Lloyd squatted down beside him. ‘I think he’d just taken off when Drake got here,’ he said. ‘How much can you tell me now? Anything that would help?’
‘She’s been dead less than an hour,’ said the doctor. ‘ But then, you told me that.’
Lloyd grunted.
‘Death due to a single blow to the temple, probably from behind.’
‘Just one?’
Mickey looked at the mess it had made of her. He felt sick again.
‘Just one. One very savage blow. There doesn’t seem to have been a struggle, as such. The indications are that she was trying to get the furniture between herself and her attacker, rather than trying to fight him off.’
Lloyd got to his feet. ‘Look at this lot,’ he said.
The leg of one chair was broken off; a shelf unit had been broken almost in two. The coffee table had a deep indentation in the middle, and the corner was smashed away. One of the scattered tissues clung to the ragged edge; it was folded into a square, unlike the others. Mickey took a closer look, and could just see that it was slightly discoloured. He bent down and sniffed. ‘Whisky,’ he said, looking up at Lloyd.

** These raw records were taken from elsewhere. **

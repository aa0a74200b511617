use tracing::{debug, info};

use crate::report::cell::{Cell, CellType, CellValue};
use crate::report::layout::{ColumnKind, ColumnLayout};
use crate::report::units::{Unit, unit_by_code};
use crate::utils::helpers::offset_to_col_name;

/// Markers the dashboard leaves behind from its row action buttons.
const ACTION_MARKERS: &[&str] = &["edit", "Edit", "EDIT", "add", "Add", "ADD"];

#[derive(Debug, Default, Clone, Copy, PartialEq, Eq)]
pub struct CleanSummary {
    pub rows_changed: usize,
    pub cells_changed: usize,
}

/// Cleans every row of the report. `first_row` is the sheet row number of
/// `rows[0]` and is only used in log lines.
pub fn clean_rows(
    rows: &[Vec<Cell>],
    layout: &ColumnLayout,
    first_row: usize,
) -> (Vec<Vec<CellValue>>, CleanSummary) {
    let mut summary = CleanSummary::default();
    let mut cleaned = Vec::with_capacity(rows.len());

    for (row_idx, row) in rows.iter().enumerate() {
        let sheet_row = first_row + row_idx;
        let (values, changed) = clean_row(row, layout, sheet_row);

        if changed > 0 {
            summary.rows_changed += 1;
            summary.cells_changed += changed;
        }
        cleaned.push(values);
    }

    info!(
        rows = rows.len(),
        rows_changed = summary.rows_changed,
        cells_changed = summary.cells_changed,
        "report cleaned"
    );

    (cleaned, summary)
}

fn clean_row(row: &[Cell], layout: &ColumnLayout, sheet_row: usize) -> (Vec<CellValue>, usize) {
    let mut unit: Option<&'static Unit> = None;
    let mut changed = 0;
    let mut values = Vec::with_capacity(row.len());

    for (offset, cell) in row.iter().enumerate() {
        let original = CellValue::from(cell);

        let value = if cell.cell_type == CellType::Text {
            let mut text = cell.value.clone();

            if offset == 0 {
                if let Some(found) = unit_by_code(text.trim()) {
                    unit = Some(found);
                    text = found.city.to_string();
                }
            }

            clean_text(&text, layout.kind_of(offset))
        } else {
            clean_native(&original, layout.kind_of(offset))
        };

        if value != original {
            changed += 1;
            debug!(
                row = sheet_row,
                column = %offset_to_col_name(offset),
                from = %cell.value,
                to = %value,
                "cell rewritten"
            );
        }

        values.push(value);
    }

    if let (Some(unit), Some(column)) = (unit, layout.postal_code) {
        if column < values.len() {
            values[column] = CellValue::Text(unit.postal_code.to_string());
            changed += 1;
            debug!(
                row = sheet_row,
                column = %offset_to_col_name(column),
                city = unit.city,
                postal_code = unit.postal_code,
                "postal code filled"
            );
        }
    }

    (values, changed)
}

/// Applies the cleaning rules for one column kind to a text cell.
pub fn clean_text(raw: &str, kind: ColumnKind) -> CellValue {
    let stripped = strip_action_markers(raw);

    match kind {
        ColumnKind::Currency => {
            let without_symbol = strip_currency_prefix(&stripped);
            parse_brazilian_number(without_symbol.trim())
        }
        ColumnKind::Number => parse_brazilian_number(stripped.trim()),
        ColumnKind::Percent => parse_percent(stripped.trim()),
        ColumnKind::Plain => text_value(stripped.trim()),
    }
}

/// Native numbers are already parsed; only the whole-percentage rule applies.
fn clean_native(value: &CellValue, kind: ColumnKind) -> CellValue {
    match (kind, value) {
        (ColumnKind::Percent, CellValue::Number(n)) => CellValue::Number(scale_percent(*n)),
        _ => value.clone(),
    }
}

fn scale_percent(number: f64) -> f64 {
    if number > 1.0 { number / 100.0 } else { number }
}

fn strip_action_markers(raw: &str) -> String {
    ACTION_MARKERS
        .iter()
        .fold(raw.to_string(), |text, marker| text.replace(marker, ""))
}

fn strip_currency_prefix(value: &str) -> &str {
    value
        .strip_prefix("'R$")
        .or_else(|| value.strip_prefix('\''))
        .or_else(|| value.strip_prefix("R$"))
        .unwrap_or(value)
}

/// `480.040,00` -> 480040.0. Dots are thousands separators, a single comma
/// marks the decimals.
fn parse_brazilian_number(value: &str) -> CellValue {
    if value.is_empty() || is_alphabetic(value) {
        return text_value(value);
    }

    let rewritten = match value.split_once(',') {
        Some((integer, decimals)) if !decimals.contains(',') => {
            format!("{},{}", integer.replace('.', ""), decimals)
        }
        _ => value.replace('.', ""),
    };

    match parse_finite(&rewritten.replace(',', ".")) {
        Some(number) => CellValue::Number(number),
        None => text_value(rewritten.trim()),
    }
}

/// `15%` -> 0.15. Values above 1 are taken as whole percentages.
fn parse_percent(value: &str) -> CellValue {
    let value = value
        .strip_suffix('%')
        .map(str::trim)
        .unwrap_or(value);

    if value.is_empty() || is_alphabetic(value) {
        return text_value(value);
    }

    match parse_finite(&value.replace(',', ".")) {
        Some(number) => CellValue::Number(scale_percent(number)),
        None => text_value(value),
    }
}

fn parse_finite(value: &str) -> Option<f64> {
    value.parse::<f64>().ok().filter(|n| n.is_finite())
}

fn is_alphabetic(value: &str) -> bool {
    value.chars().all(char::is_alphabetic)
}

fn text_value(value: &str) -> CellValue {
    if value.is_empty() {
        CellValue::Empty
    } else {
        CellValue::Text(value.to_string())
    }
}

#[cfg(test)]
mod tests {
    use super::*;
    use crate::utils::helpers::col_offset;

    fn approx(value: &CellValue, expected: f64) {
        let number = value.as_number().expect("numeric cell");
        assert!(
            (number - expected).abs() < 1e-9,
            "expected {expected}, got {number}"
        );
    }

    #[test]
    fn currency_with_quote_and_symbol() {
        approx(&clean_text("'R$480.040,00", ColumnKind::Currency), 480040.00);
    }

    #[test]
    fn currency_prefix_variants() {
        approx(&clean_text("R$ 1.234,56", ColumnKind::Currency), 1234.56);
        approx(&clean_text("'99,90", ColumnKind::Currency), 99.90);
        approx(&clean_text("1.500", ColumnKind::Currency), 1500.0);
    }

    #[test]
    fn currency_keeps_unparseable_text() {
        assert_eq!(
            clean_text("R$ abc", ColumnKind::Currency),
            CellValue::Text("abc".into())
        );
        assert_eq!(
            clean_text("1,2,3", ColumnKind::Currency),
            CellValue::Text("1,2,3".into())
        );
    }

    #[test]
    fn percent_is_scaled_when_above_one() {
        approx(&clean_text("15%", ColumnKind::Percent), 0.15);
        approx(&clean_text("12,5 %", ColumnKind::Percent), 0.125);
        approx(&clean_text("0,5", ColumnKind::Percent), 0.5);
        approx(&clean_text("1", ColumnKind::Percent), 1.0);
    }

    #[test]
    fn number_columns_use_brazilian_separators() {
        approx(&clean_text("1.234,5", ColumnKind::Number), 1234.5);
        approx(&clean_text(" 42 ", ColumnKind::Number), 42.0);
    }

    #[test]
    fn action_markers_leave_an_empty_plain_cell() {
        let value = clean_text("edit add", ColumnKind::Plain);
        assert_eq!(value, CellValue::Empty);
        assert_eq!(value.to_string(), "");
    }

    #[test]
    fn action_markers_are_removed_before_parsing() {
        approx(&clean_text("R$10,00edit", ColumnKind::Currency), 10.0);
        assert_eq!(
            clean_text("  Addition ", ColumnKind::Plain),
            CellValue::Text("ition".into())
        );
    }

    #[test]
    fn row_maps_unit_and_fills_postal_code() {
        let layout = ColumnLayout::ranking();
        let postal = col_offset("AV").unwrap();
        let mut row = vec![Cell::empty(); postal + 1];
        row[0] = Cell::text("9odontorecife ");
        row[2] = Cell::text("'R$480.040,00");
        row[4] = Cell::text("15%");

        let (cleaned, summary) = clean_rows(&[row], &layout, 3);

        assert_eq!(cleaned[0][0], CellValue::Text("Recife".into()));
        approx(&cleaned[0][2], 480040.0);
        approx(&cleaned[0][4], 0.15);
        assert_eq!(cleaned[0][postal], CellValue::Text("50010-000".into()));
        assert_eq!(summary.rows_changed, 1);
        assert_eq!(summary.cells_changed, 4);
    }

    #[test]
    fn short_rows_get_no_postal_code() {
        let layout = ColumnLayout::ranking();
        let row = vec![Cell::text("1odontologiasa"), Cell::text("x")];

        let (cleaned, _) = clean_rows(&[row], &layout, 3);

        assert_eq!(cleaned[0].len(), 2);
        assert_eq!(cleaned[0][0], CellValue::Text("Santo Antônio".into()));
    }

    #[test]
    fn native_numbers_pass_through() {
        let layout = ColumnLayout::ranking();
        let row = vec![Cell::text("Total"), Cell::empty(), Cell::number(480040.0)];

        let (cleaned, summary) = clean_rows(&[row], &layout, 3);

        assert_eq!(cleaned[0][2], CellValue::Number(480040.0));
        assert_eq!(cleaned[0][1], CellValue::Empty);
        assert_eq!(summary, CleanSummary::default());
    }

    #[test]
    fn native_percentages_are_scaled() {
        let layout = ColumnLayout::ranking();
        let percent = col_offset("E").unwrap();
        let mut row = vec![Cell::empty(); percent + 1];
        row[0] = Cell::text("Total");
        row[2] = Cell::number(15.0);
        row[percent] = Cell::number(15.0);

        let (cleaned, summary) = clean_rows(&[row.clone()], &layout, 3);

        assert_eq!(cleaned[0][2], CellValue::Number(15.0));
        approx(&cleaned[0][percent], 0.15);
        assert_eq!(summary.cells_changed, 1);

        // already a fraction
        row[percent] = Cell::number(0.42);
        let (cleaned, summary) = clean_rows(&[row], &layout, 3);
        assert_eq!(cleaned[0][percent], CellValue::Number(0.42));
        assert_eq!(summary, CleanSummary::default());
    }

    #[test]
    fn non_finite_text_is_not_a_number() {
        assert_eq!(
            clean_text("inf", ColumnKind::Currency),
            CellValue::Text("inf".into())
        );
        assert_eq!(
            clean_text("+inf", ColumnKind::Currency),
            CellValue::Text("+inf".into())
        );
        assert_eq!(
            clean_text("NaN", ColumnKind::Number),
            CellValue::Text("NaN".into())
        );
        assert_eq!(
            clean_text("-inf%", ColumnKind::Percent),
            CellValue::Text("-inf".into())
        );
    }
}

‘Gordon spilled some,’ Jonathan Austin said, and Mickey turned to see him standing in the doorway. How long had he been there? ‘Sir, do you think you should— ?’ he began.
‘It’s my house,’ he said, and looked again at his wife. But then he went back into the kitchen, closing the door.
Lloyd looked at Mickey. ‘You didn’t hear anything, I take it?’ he said.
‘No, sir. It was quiet.’
The doctor straightened up, and looked at the smashed furniture. ‘She ran out of protection, and he found his target,’ he said, with the cheerfulness of a football commentator.
Mary Alexander came in. ‘I’ve spoken to the next-door neighbour, sir,’ she said. ‘I’ve said someone will be back to take her formal statement. All she knows is that she heard screaming, and’ – she looked at the shattered furniture – ‘all this,’ she said. ‘And someone shouting ‘‘whore’’, over and over again. A man’s voice, she thinks. It was hysterical – she couldn’t be certain.’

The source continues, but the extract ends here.